A warm, hearty plant-based twist on the classic comfort dish. This vegan chicken and dumplings recipe features tender plant-based “chicken,” fluffy dumplings, and a savory, creamy broth—all dairy-free and meatless.
Prep Time 15 minutes
Cook Time 30 minutes
Servings: 4
Course: Main Course
Cuisine: American
Calories: 360

Ingredients
  

  • For the Soup:
  • 1 tbsp olive oil or vegan butter
  • 1 onion chopped
  • 2 carrots diced
  • 2 celery stalks chopped
  • 3 cloves garlic minced
  • 1 tsp dried thyme
  • 1 tsp dried rosemary
  • Salt and pepper to taste
  • 1 bay leaf
  • 1 1/2 cups plant-based chicken soy curls, jackfruit, seitan, or tofu
  • 4 cups vegetable broth
  • 1/2 cup frozen peas
  • 1/2 cup unsweetened plant-based milk
  • For the Dumplings:
  • 1 cup all-purpose flour
  • 2 tsp baking powder
  • 1/2 tsp salt
  • 2 tbsp vegan butter or neutral oil
  • 1/2 cup unsweetened plant-based milk

Method
 

  1. Heat olive oil in a large pot. Sauté onion, carrots, and celery until softened (about 5–7 minutes).
  2. Stir in garlic, thyme, rosemary, salt, pepper, and bay leaf. Cook 1 minute more.
  3. Add plant-based chicken and stir well. Pour in the broth and bring to a gentle boil. Simmer for 10 minutes.
  4. In a bowl, mix flour, baking powder, and salt. Cut in vegan butter or oil, then stir in plant milk until combined.
  5. Drop spoonfuls of dough into the simmering soup, keeping them spaced. Cover the pot with a lid and steam dumplings for 15 minutes (do not lift the lid).
  6. Add peas and plant milk.
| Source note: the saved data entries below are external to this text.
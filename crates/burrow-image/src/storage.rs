//! Local storage backend for images and per-container directories.
//!
//! On-disk layout under the data directory:
//!
//! ```text
//! images/catalog.json
//! images/<repository>/<tag>/rootfs/
//! images/<repository>/<tag>/metadata.json
//! containers/<id>/.rootfs_ready
//! ```
//!
//! Containers run directly on the image rootfs; there is no per-container
//! copy-on-write layer.

use std::path::{Path, PathBuf};

use burrow_common::config::RuntimeConfig;
use burrow_common::constants::ROOTFS_READY_MARKER;
use burrow_common::error::{BurrowError, Result};
use burrow_common::types::{ContainerId, ImageId, Sha256Hash};

use crate::layer::{self, Layer};
use crate::reference::ImageReference;
use crate::registry::{ImageCatalog, ImageEntry};
use crate::source::{self, ImageSource};

const ROOTFS_DIR: &str = "rootfs";
const STAGING_DIR: &str = "rootfs.partial";
const METADATA_FILE: &str = "metadata.json";

/// Supplies root filesystems to the orchestrator.
pub trait ImageProvider: Send + Sync {
    /// Prepares the directory of `container_id` for `image` and returns the
    /// root filesystem path to chroot into.
    ///
    /// # Errors
    ///
    /// Returns `RootfsPreparation` if the image is unknown or unusable.
    fn prepare_rootfs(&self, container_id: &ContainerId, image: &str) -> Result<PathBuf>;
}

/// Manages local storage of images.
#[derive(Debug)]
pub struct ImageStore {
    images_dir: PathBuf,
    containers_dir: PathBuf,
    catalog: ImageCatalog,
}

impl ImageStore {
    /// Opens or initializes the store under the configured data directory.
    ///
    /// # Errors
    ///
    /// Returns an error if the images directory cannot be created.
    pub fn open(config: &RuntimeConfig) -> Result<Self> {
        let images_dir = config.images_dir();
        tracing::debug!(path = %images_dir.display(), "opening image store");
        Ok(Self {
            catalog: ImageCatalog::open(&images_dir)?,
            images_dir,
            containers_dir: config.containers_dir(),
        })
    }

    /// Returns the directory holding an image's rootfs and metadata.
    #[must_use]
    pub fn image_dir(&self, reference: &ImageReference) -> PathBuf {
        self.images_dir.join(reference.relative_dir())
    }

    /// Returns the rootfs path of an image.
    #[must_use]
    pub fn rootfs_path(&self, reference: &ImageReference) -> PathBuf {
        self.image_dir(reference).join(ROOTFS_DIR)
    }

    /// Lists imported images.
    ///
    /// # Errors
    ///
    /// Returns an error if the catalog cannot be read.
    pub fn list(&self) -> Result<Vec<ImageEntry>> {
        self.catalog.list()
    }

    /// Imports a root filesystem from `source_uri` under `reference`.
    ///
    /// A `tar://` source may be checked against `expected` before it is
    /// unpacked. Pulling an existing reference replaces it.
    ///
    /// # Errors
    ///
    /// Returns `Config` for a bad reference or scheme, `NotFound` for a
    /// missing source, `HashMismatch` on checksum failure, and `Io` for
    /// import failures.
    pub fn pull(
        &self,
        reference: &str,
        source_uri: &str,
        expected: Option<&Sha256Hash>,
    ) -> Result<ImageEntry> {
        let reference: ImageReference = reference.parse()?;
        let source = source::resolve_source(source_uri)?;
        match (&source, expected) {
            (ImageSource::Tar(archive), Some(hash)) => crate::hash::validate_hash(archive, hash)?,
            (ImageSource::File(_), Some(_)) => {
                return Err(BurrowError::Config {
                    message: "checksum verification requires a tar:// source".into(),
                });
            }
            (_, None) => {}
        }

        let image_dir = self.image_dir(&reference);
        std::fs::create_dir_all(&image_dir).map_err(|e| BurrowError::io(&image_dir, e))?;
        let staging = image_dir.join(STAGING_DIR);
        remove_tree(&staging)?;

        let imported: Result<Layer> = match &source {
            ImageSource::Tar(archive) => layer::extract_layer(archive, &staging),
            ImageSource::File(dir) => layer::copy_layer(dir, &staging),
        };
        let layer = match imported {
            Ok(layer) => layer,
            Err(e) => {
                if let Err(cleanup) = remove_tree(&staging) {
                    tracing::warn!(error = %cleanup, "failed to remove partial import");
                }
                return Err(e);
            }
        };

        let rootfs = image_dir.join(ROOTFS_DIR);
        if rootfs.exists() {
            tracing::warn!(image = %reference, "replacing existing image rootfs");
            remove_tree(&rootfs)?;
        }
        std::fs::rename(&staging, &rootfs).map_err(|e| BurrowError::io(&rootfs, e))?;

        let hash = layer.hash.as_hex().to_string();
        let entry = ImageEntry {
            id: ImageId::new(hash.clone()),
            repository: reference.repository.clone(),
            tag: reference.tag.clone(),
            source: source.to_string(),
            layers: vec![hash],
            size_bytes: layer.size_bytes,
            created_at: chrono::Utc::now().to_rfc3339(),
        };
        let metadata = image_dir.join(METADATA_FILE);
        std::fs::write(&metadata, serde_json::to_string_pretty(&entry)?)
            .map_err(|e| BurrowError::io(&metadata, e))?;
        self.catalog.register(entry.clone())?;

        tracing::info!(image = %reference, id = %entry.id, size = entry.size_bytes, "image pulled");
        Ok(entry)
    }

    fn locate(&self, image: &str) -> Result<PathBuf> {
        let reference: ImageReference = image.parse()?;
        if self.catalog.find(&reference)?.is_none() {
            return Err(BurrowError::NotFound {
                kind: "image",
                id: reference.to_string(),
            });
        }
        let rootfs = self.rootfs_path(&reference);
        if !rootfs.is_dir() {
            return Err(BurrowError::NotFound {
                kind: "image rootfs",
                id: rootfs.display().to_string(),
            });
        }
        Ok(rootfs)
    }
}

impl ImageProvider for ImageStore {
    fn prepare_rootfs(&self, container_id: &ContainerId, image: &str) -> Result<PathBuf> {
        let preparation_error = |e: BurrowError| BurrowError::RootfsPreparation {
            image: image.to_string(),
            message: e.to_string(),
        };
        let rootfs = self.locate(image).map_err(preparation_error)?;

        let container_dir = self.containers_dir.join(container_id.as_str());
        std::fs::create_dir_all(&container_dir)
            .map_err(|e| preparation_error(BurrowError::io(&container_dir, e)))?;
        let marker = container_dir.join(ROOTFS_READY_MARKER);
        std::fs::write(&marker, image).map_err(|e| preparation_error(BurrowError::io(&marker, e)))?;

        tracing::debug!(
            container_id = %container_id,
            rootfs = %rootfs.display(),
            "rootfs prepared"
        );
        Ok(rootfs)
    }
}

fn remove_tree(path: &Path) -> Result<()> {
    match std::fs::remove_dir_all(path) {
        Ok(()) => Ok(()),
        Err(e) if e.kind() == std::io::ErrorKind::NotFound => Ok(()),
        Err(e) => Err(BurrowError::io(path, e)),
    }
}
Stir gently and cook 2–3 more minutes.
  7. Remove bay leaf, adjust seasoning, and serve warm.

Notes

For thicker broth, stir in a cornstarch slurry (1 tbsp cornstarch + 2 tbsp water) before adding dumplings.
Fresh herbs like parsley or dill can enhance flavor.
Store leftovers in an airtight container for up to 3 days.